------ INPUT

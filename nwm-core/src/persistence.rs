//! Session state that survives replacing the process.
//!
//! Everything is stored as integer arrays in properties the display server keeps for us: the
//! globals on the root window and a few tags on every managed window. [`SessionSnapshot`] and
//! [`WindowTags`] are the only places that know the encoding.
use crate::errors::{NwmError, Result};
use crate::layouts::LayoutMode;
use crate::models::{Handle, Window, WindowHandle, WorkspaceId};
use crate::state::State;

/// Bumped whenever the encoding below changes. A marker with another version is ignored.
pub const SCHEMA_VERSION: i64 = 1;

#[derive(Debug, Clone, Copy, PartialEq, Eq, Hash)]
pub enum SessionKey {
    Restart,
    GapsEnabled,
    MasterFactor,
    CurrentWorkspace,
    Layouts,
    ScrollOffsets,
    Workspace,
    Floating,
    Fullscreen,
}

impl SessionKey {
    pub const ROOT: [Self; 6] = [
        Self::Restart,
        Self::GapsEnabled,
        Self::MasterFactor,
        Self::CurrentWorkspace,
        Self::Layouts,
        Self::ScrollOffsets,
    ];
    pub const WINDOW: [Self; 3] = [Self::Workspace, Self::Floating, Self::Fullscreen];

    #[must_use]
    pub const fn atom_name(self) -> &'static str {
        match self {
            Self::Restart => "_NWM_RESTART",
            Self::GapsEnabled => "_NWM_GAPS_ENABLED",
            Self::MasterFactor => "_NWM_MASTER_FACTOR",
            Self::CurrentWorkspace => "_NWM_CURRENT_WORKSPACE",
            Self::Layouts => "_NWM_LAYOUTS",
            Self::ScrollOffsets => "_NWM_SCROLL_OFFSETS",
            Self::Workspace => "_NWM_WORKSPACE",
            Self::Floating => "_NWM_FLOATING",
            Self::Fullscreen => "_NWM_FULLSCREEN",
        }
    }
}

/// An integer key/value store held outside the process, on the root window and on client
/// windows.
pub trait PropertyStore<H: Handle> {
    fn read_root(&self, key: SessionKey) -> Option<Vec<i64>>;
    fn write_root(&mut self, key: SessionKey, values: &[i64]);
    fn delete_root(&mut self, key: SessionKey);

    fn read_window(&self, handle: WindowHandle<H>, key: SessionKey) -> Option<Vec<i64>>;
    fn write_window(&mut self, handle: WindowHandle<H>, key: SessionKey, values: &[i64]);
    fn delete_window(&mut self, handle: WindowHandle<H>, key: SessionKey);
}

fn malformed(key: SessionKey, reason: impl Into<String>) -> NwmError {
    NwmError::MalformedProperty {
        key: key.atom_name(),
        reason: reason.into(),
    }
}

fn scalar(key: SessionKey, values: Option<Vec<i64>>) -> Result<i64> {
    match values.as_deref() {
        Some([value]) => Ok(*value),
        Some(other) => Err(malformed(key, format!("expected 1 value, found {}", other.len()))),
        None => Err(malformed(key, "missing")),
    }
}

fn array(key: SessionKey, values: Option<Vec<i64>>, len: usize) -> Result<Vec<i64>> {
    match values {
        Some(values) if values.len() == len => Ok(values),
        Some(values) => Err(malformed(
            key,
            format!("expected {len} values, found {}", values.len()),
        )),
        None => Err(malformed(key, "missing")),
    }
}

fn workspace_index(key: SessionKey, value: i64, count: usize) -> Result<WorkspaceId> {
    usize::try_from(value)
        .ok()
        .filter(|index| *index < count)
        .ok_or_else(|| malformed(key, format!("workspace {value} out of range")))
}

/// Logs a decoding failure and drops the value, so it falls back to its default.
fn or_default<T>(value: Result<T>) -> Option<T> {
    value
        .map_err(|err| tracing::warn!("Not restoring: {err}"))
        .ok()
}

/// The global part of a session. A `None` field was missing or malformed and keeps its default.
#[derive(Debug, Clone, PartialEq)]
pub struct SessionSnapshot {
    pub version: i64,
    pub gaps_enabled: Option<bool>,
    pub master_factor_milli: Option<i64>,
    pub current_workspace: Option<WorkspaceId>,
    pub layouts: Option<Vec<LayoutMode>>,
    pub scroll_offsets: Option<Vec<i32>>,
}

impl SessionSnapshot {
    pub fn capture<H: Handle>(state: &State<H>) -> Self {
        let monitor = state.current_monitor();
        Self {
            version: SCHEMA_VERSION,
            gaps_enabled: Some(state.settings.gaps_enabled),
            master_factor_milli: Some(
                (state.monitors[monitor].master_factor * 1000.0).round() as i64,
            ),
            current_workspace: Some(state.active_workspace),
            layouts: Some(state.workspaces.iter().map(|ws| ws.layout).collect()),
            scroll_offsets: Some(state.workspaces.iter().map(|ws| ws.scroll_offset).collect()),
        }
    }

    /// Writes the marker and every present field.
    pub fn write<H: Handle>(&self, store: &mut impl PropertyStore<H>) {
        store.write_root(SessionKey::Restart, &[self.version]);
        if let Some(gaps) = self.gaps_enabled {
            store.write_root(SessionKey::GapsEnabled, &[i64::from(gaps)]);
        }
        if let Some(milli) = self.master_factor_milli {
            store.write_root(SessionKey::MasterFactor, &[milli]);
        }
        if let Some(current) = self.current_workspace {
            store.write_root(SessionKey::CurrentWorkspace, &[current as i64]);
        }
        if let Some(layouts) = &self.layouts {
            let codes: Vec<i64> = layouts.iter().map(|l| l.code()).collect();
            store.write_root(SessionKey::Layouts, &codes);
        }
        if let Some(offsets) = &self.scroll_offsets {
            let offsets: Vec<i64> = offsets.iter().map(|o| i64::from(*o)).collect();
            store.write_root(SessionKey::ScrollOffsets, &offsets);
        }
    }

    /// Reads and deletes a saved session. `None` when there is no marker or it carries another
    /// schema version.
    pub fn take<H: Handle>(
        store: &mut impl PropertyStore<H>,
        workspace_count: usize,
    ) -> Option<Self> {
        let marker = store.read_root(SessionKey::Restart);
        let read = |key| store.read_root(key);
        let snapshot = marker.map(|marker| {
            let version = or_default(scalar(SessionKey::Restart, Some(marker)));
            Self {
                version: version.unwrap_or_default(),
                gaps_enabled: or_default(
                    scalar(SessionKey::GapsEnabled, read(SessionKey::GapsEnabled)).map(|v| v != 0),
                ),
                master_factor_milli: or_default(
                    scalar(SessionKey::MasterFactor, read(SessionKey::MasterFactor)).and_then(
                        |v| {
                            if (1..1000).contains(&v) {
                                Ok(v)
                            } else {
                                Err(malformed(SessionKey::MasterFactor, format!("{v} out of range")))
                            }
                        },
                    ),
                ),
                current_workspace: or_default(
                    scalar(SessionKey::CurrentWorkspace, read(SessionKey::CurrentWorkspace))
                        .and_then(|v| {
                            workspace_index(SessionKey::CurrentWorkspace, v, workspace_count)
                        }),
                ),
                layouts: or_default(
                    array(SessionKey::Layouts, read(SessionKey::Layouts), workspace_count)
                        .and_then(|codes| {
                            codes
                                .into_iter()
                                .map(|code| {
                                    LayoutMode::from_code(code).ok_or_else(|| {
                                        malformed(SessionKey::Layouts, format!("layout {code}"))
                                    })
                                })
                                .collect()
                        }),
                ),
                scroll_offsets: or_default(
                    array(
                        SessionKey::ScrollOffsets,
                        read(SessionKey::ScrollOffsets),
                        workspace_count,
                    )
                    .map(|offsets| {
                        offsets
                            .into_iter()
                            .map(|o| o.clamp(0, i64::from(i32::MAX)) as i32)
                            .collect()
                    }),
                ),
            }
        });

        for key in SessionKey::ROOT {
            store.delete_root(key);
        }

        let snapshot = snapshot?;
        if snapshot.version != SCHEMA_VERSION {
            tracing::warn!(
                "Ignoring saved session with schema version {}",
                snapshot.version
            );
            return None;
        }
        Some(snapshot)
    }

    /// Puts the saved globals back into a freshly built state.
    pub fn apply<H: Handle>(&self, state: &mut State<H>) {
        if let Some(gaps) = self.gaps_enabled {
            state.settings.gaps_enabled = gaps;
        }
        if let Some(milli) = self.master_factor_milli {
            let factor = milli as f32 / 1000.0;
            state.settings.master_factor = factor;
            state
                .monitors
                .iter_mut()
                .for_each(|m| m.set_master_factor(factor));
        }
        if let Some(layouts) = &self.layouts {
            for (ws, layout) in state.workspaces.iter_mut().zip(layouts) {
                ws.layout = *layout;
            }
        }
        if let Some(offsets) = &self.scroll_offsets {
            for (ws, offset) in state.workspaces.iter_mut().zip(offsets) {
                ws.scroll_offset = *offset;
            }
        }
        if let Some(current) = self.current_workspace {
            state.active_workspace = current;
        }
        let layout = state.workspace().layout;
        state.monitors.iter_mut().for_each(|m| m.layout = layout);
    }
}

/// What a window remembers about itself across a restart.
#[derive(Debug, Clone, Copy, PartialEq, Eq)]
pub struct WindowTags {
    pub workspace: WorkspaceId,
    pub floating: bool,
    pub fullscreen: bool,
}

impl WindowTags {
    pub fn capture<H: Handle>(window: &Window<H>) -> Self {
        // a fullscreen window goes back to whatever it was before
        let floating = match window.saved_geometry() {
            Some(saved) if window.is_fullscreen() => saved.floating,
            _ => window.is_floating(),
        };
        Self {
            workspace: window.workspace,
            floating,
            fullscreen: window.is_fullscreen(),
        }
    }

    pub fn write<H: Handle>(&self, store: &mut impl PropertyStore<H>, handle: WindowHandle<H>) {
        store.write_window(handle, SessionKey::Workspace, &[self.workspace as i64]);
        store.write_window(handle, SessionKey::Floating, &[i64::from(self.floating)]);
        store.write_window(handle, SessionKey::Fullscreen, &[i64::from(self.fullscreen)]);
    }

    /// Reads and deletes a window's tags. Without a valid workspace the window is adopted as if
    /// it were new.
    pub fn take<H: Handle>(
        store: &mut impl PropertyStore<H>,
        handle: WindowHandle<H>,
        workspace_count: usize,
    ) -> Option<Self> {
        let workspace = store.read_window(handle, SessionKey::Workspace);
        let floating = store.read_window(handle, SessionKey::Floating);
        let fullscreen = store.read_window(handle, SessionKey::Fullscreen);
        for key in SessionKey::WINDOW {
            store.delete_window(handle, key);
        }

        workspace.as_ref()?;
        let workspace = or_default(
            scalar(SessionKey::Workspace, workspace)
                .and_then(|v| workspace_index(SessionKey::Workspace, v, workspace_count)),
        )?;
        let flag = |key, values| or_default(scalar(key, values)).is_some_and(|v| v != 0);
        Some(Self {
            workspace,
            floating: flag(SessionKey::Floating, floating),
            fullscreen: flag(SessionKey::Fullscreen, fullscreen),
        })
    }
}

#[cfg(test)]
mod tests {
    use super::*;
    use crate::display_servers::MockDisplayServer;
    use crate::models::Manager;

    #[test]
    fn snapshot_is_consumed_on_read() {
        let mut manager = Manager::new_test(vec!["1".to_owned(), "2".to_owned()]);
        let snapshot = SessionSnapshot::capture(&manager.state);
        snapshot.write(&mut manager.display_server);
        assert_eq!(
            SessionSnapshot::take(&mut manager.display_server, 2),
            Some(snapshot)
        );
        assert!(manager.display_server.root.is_empty());
        assert_eq!(SessionSnapshot::take(&mut manager.display_server, 2), None);
    }

    #[test]
    fn malformed_fields_fall_back_one_by_one() {
        let mut store: MockDisplayServer<i32> = MockDisplayServer::default();
        store.write_root(SessionKey::Restart, &[SCHEMA_VERSION]);
        store.write_root(SessionKey::GapsEnabled, &[0]);
        store.write_root(SessionKey::CurrentWorkspace, &[12]);
        store.write_root(SessionKey::Layouts, &[1]);
        store.write_root(SessionKey::ScrollOffsets, &[10, 20, 30]);
        let snapshot = SessionSnapshot::take(&mut store, 3);
        assert_eq!(
            snapshot,
            Some(SessionSnapshot {
                version: SCHEMA_VERSION,
                gaps_enabled: Some(false),
                master_factor_milli: None,
                current_workspace: None,
                layouts: None,
                scroll_offsets: Some(vec![10, 20, 30]),
            })
        );
    }

    #[test]
    fn other_schema_versions_are_ignored() {
        let mut store: MockDisplayServer<i32> = MockDisplayServer::default();
        store.write_root(SessionKey::Restart, &[SCHEMA_VERSION + 1]);
        store.write_root(SessionKey::GapsEnabled, &[1]);
        assert_eq!(SessionSnapshot::take(&mut store, 3), None);
        assert!(store.root.is_empty());
    }

    #[test]
    fn window_tags_need_a_valid_workspace() {
        let mut store: MockDisplayServer<i32> = MockDisplayServer::default();
        let handle = WindowHandle(7);
        store.write_window(handle, SessionKey::Workspace, &[9]);
        store.write_window(handle, SessionKey::Floating, &[1]);
        assert_eq!(WindowTags::take(&mut store, handle, 4), None);
        assert!(store.windows.is_empty());

        WindowTags {
            workspace: 3,
            floating: true,
            fullscreen: false,
        }
        .write(&mut store, handle);
        assert_eq!(
            WindowTags::take(&mut store, handle, 4),
            Some(WindowTags {
                workspace: 3,
                floating: true,
                fullscreen: false,
            })
        );
    }

    #[test]
    fn fullscreen_windows_remember_their_floating_state() {
        let mut window: Window<i32> = Window::new(WindowHandle(1), None);
        window.set_floating(true);
        window.enter_fullscreen(crate::models::Xyhw::new(0, 0, 100, 100));
        window.set_floating(false);
        let tags = WindowTags::capture(&window);
        assert!(tags.floating);
        assert!(tags.fullscreen);
    }
}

------------

ASSIGNED TASK -> Filter the entries down to the lines with the word "MasterFactor" in them.

SOLUTION TO THIS TASK ->
    MasterFactor,
        Self::MasterFactor,
            Self::MasterFactor => "_NWM_MASTER_FACTOR",
            store.write_root(SessionKey::MasterFactor, &[milli]);
                    scalar(SessionKey::MasterFactor, read(SessionKey::MasterFactor)).and_then(
                                Err(malformed(SessionKey::MasterFactor, format!("{v} out of range")))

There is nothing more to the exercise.